Depuis l'exercice d'imposition 2014, les "grandes" sociétés sont soumises à une nouvelle cotisation à l'impôt des sociétés, dénommée la "fairness tax". Dès l'introduction de ce nouvel impôt, toute une série de questions ont surgi quant à son application concrète. L'administration a tenté de fournir plus de clarté par le biais d'une circulaire récemment publiée.

Fairness tax : de quoi s'agit-il?

La fairness tax est une cotisation distincte à l'impôt des sociétés à un taux de 5,15% (en ce compris la contribution spéciale de crise de 3%) qui s'applique sur des distributions de dividendes provenant (entièrement ou partiellement) de bénéfices imposables qui n'ont pas effectivement subi l'impôt des sociétés au taux normalement applicable, en raison de l'application des intérêts notionnels – également dénommée la déduction pour capital à risque (DCR) – et/ou les pertes fiscales reportées.

En bref, la fairness tax qui sera ainsi due, se calcule suivant la formule reprise ci-dessous:

L'exemple suivant illustre l'application de la fairness tax. Prenons pour hypothèse de départ le résultat fiscal d'une société, composé comme suit :

  • Dividendes distribués : 600
  • Dividendes prélevés sur des réserves taxées antérieurement, et au plus tard au cours de l'exercice d'imposition 2014 : 0
  • Revenus définitivement taxés : 300
  • Intérêts notionnels ou DCR : 800
  • Déduction de pertes fiscales reportées : 50
  • Base imposable à l'issue de la première opération : 1.600
  • Résultat imposable final effectivement soumis à l'impôt des sociétés : 1.600 – 300 – 800 – 50 = 450

Calcul de la fairness tax
(600 - 450 – 0) * ((800 + 50)/1.600) * 5,15%
=     150           *          53,12%        * 5,15% = 4,10

L'article 219ter CIR92 sur la fairness tax introduit par la loi du 30 juillet 2013 nécessitait toutefois  plus de précisions. Par la publication d'une circulaire du 3 avril 2014, l'administration s'est livrée à une première tentative de clarification. Les points suivants seront traités en de plus amples détails :

  • la portée concrète de la mesure transitoire,
  • l'application de la fairness tax en cas de plus-values sur actions 'exonérées' , et
  • les éléments imputables sur la fairness tax.

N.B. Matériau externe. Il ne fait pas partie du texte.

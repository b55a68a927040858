// Path: crates/cynic-gossip/src/message.rs
use cynic_types::app::{Block, KnowledgeUpdate, Vote};

/// The wire-level payloads exchanged between gossip peers. `Announce`/`Have`
/// are lightweight summaries used to discover what a peer is missing;
/// `Want`/`Data` carry the payload itself.
#[derive(Debug, Clone, PartialEq)]
pub enum GossipMessage {
    /// A peer announces a newly sealed block without sending its body.
    Announce {
        /// Hex-encoded block hash.
        block_hash: String,
        /// The block's slot.
        slot: u64,
        /// Hex-encoded public key of the sealing operator.
        operator_pubkey: String,
    },
    /// A peer advertises the set of block hashes it holds, compacted into a
    /// bloom filter so the recipient can cheaply test its own gaps.
    Have {
        /// Serialized bloom filter bitmap.
        bloom_bits: Vec<u8>,
        /// Number of bits in the filter (needed to reconstruct it).
        bloom_len: usize,
    },
    /// A pull request for specific block hashes a peer is missing.
    Want {
        /// Hex-encoded block hashes being requested.
        hashes: Vec<String>,
    },
    /// The requested or pushed payload itself.
    Data(DataPayload),
    /// Liveness probe; the reply leg carries the probe's originally
    /// observed send time so the caller can measure round-trip latency.
    Ping {
        /// Milliseconds since the Unix epoch at send time.
        sent_at_ms: u64,
    },
    /// Reply to [`GossipMessage::Ping`].
    Pong {
        /// Echoes the ping's `sent_at_ms`.
        sent_at_ms: u64,
    },
}

/// The payload variants carried by [`GossipMessage::Data`].
#[derive(Debug, Clone, PartialEq)]
pub enum DataPayload {
    /// A fully sealed block.
    Block(Block),
    /// A single knowledge-store update (pattern or learning).
    Knowledge(KnowledgeUpdate),
    /// A consensus vote.
    Vote(Vote),
}

impl GossipMessage {
    /// Whether this message carries data for the next slot a node is
    /// expecting. Used by the backpressure policy: such messages are never
    /// dropped from an overflowing inbound queue.
    #[must_use]
    pub fn is_next_expected_slot(&self, expected_slot: u64) -> bool {
        match self {
            Self::Data(DataPayload::Block(b)) => b.header.slot == expected_slot,
            Self::Announce { slot, .. } => *slot == expected_slot,
            _ => false,
        }
    }

    /// A coarse priority used by the inbound queue's shedding policy: higher
    /// drops last. `Data` outranks summaries, which outrank liveness probes.
    #[must_use]
    pub fn priority(&self) -> u8 {
        match self {
            Self::Data(_) => 3,
            Self::Want { .. } | Self::Announce { .. } => 2,
            Self::Have { .. } => 1,
            Self::Ping { .. } | Self::Pong { .. } => 0,
        }
    }
}

#[cfg(test)]
mod tests {
    use super::*;

    #[test]
    fn next_expected_slot_is_never_deprioritized() {
        let msg = GossipMessage::Announce {
            block_hash: "abc".into(),
            slot: 42,
            operator_pubkey: "op".into(),
        };
        assert!(msg.is_next_expected_slot(42));
        assert!(!msg.is_next_expected_slot(43));
    }

    #[test]
    fn data_outranks_summaries_and_probes() {
        let data = GossipMessage::Want {
            hashes: vec!["a".into()],
        };
        let ping = GossipMessage::Ping { sent_at_ms: 0 };
        assert!(data.priority() > ping.priority());
    }
}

L'application de la disposition transitoire

Afin d'éviter l'application avec effet rétroactif de la fairness tax, une mesure transitoire dispose que les réserves taxées constituées avant son entrée en vigueur peuvent être déduites des dividendes bruts distribués (les "bonnes" réserves). Ladite mesure fut toutefois rédigée de façon maladroite, de sorte qu'il n'était pas évident de déterminer quelles étaient les bonnes réserves. Des difficultés d'interprétation surgirent concernant (i) l'expression "les dividendes distribués qui [sont] prélevés sur [les] réserves taxées antérieurement, et au plus tard au cours de l'exercice d'imposition 2014" (qui échappent à la fairness tax), et (ii) la règle selon laquelle les dividendes distribués afférents à l'exercice d'imposition 2014 "ne peuvent jamais être pris en considération comme réserves taxées de ce même exercice d'imposition".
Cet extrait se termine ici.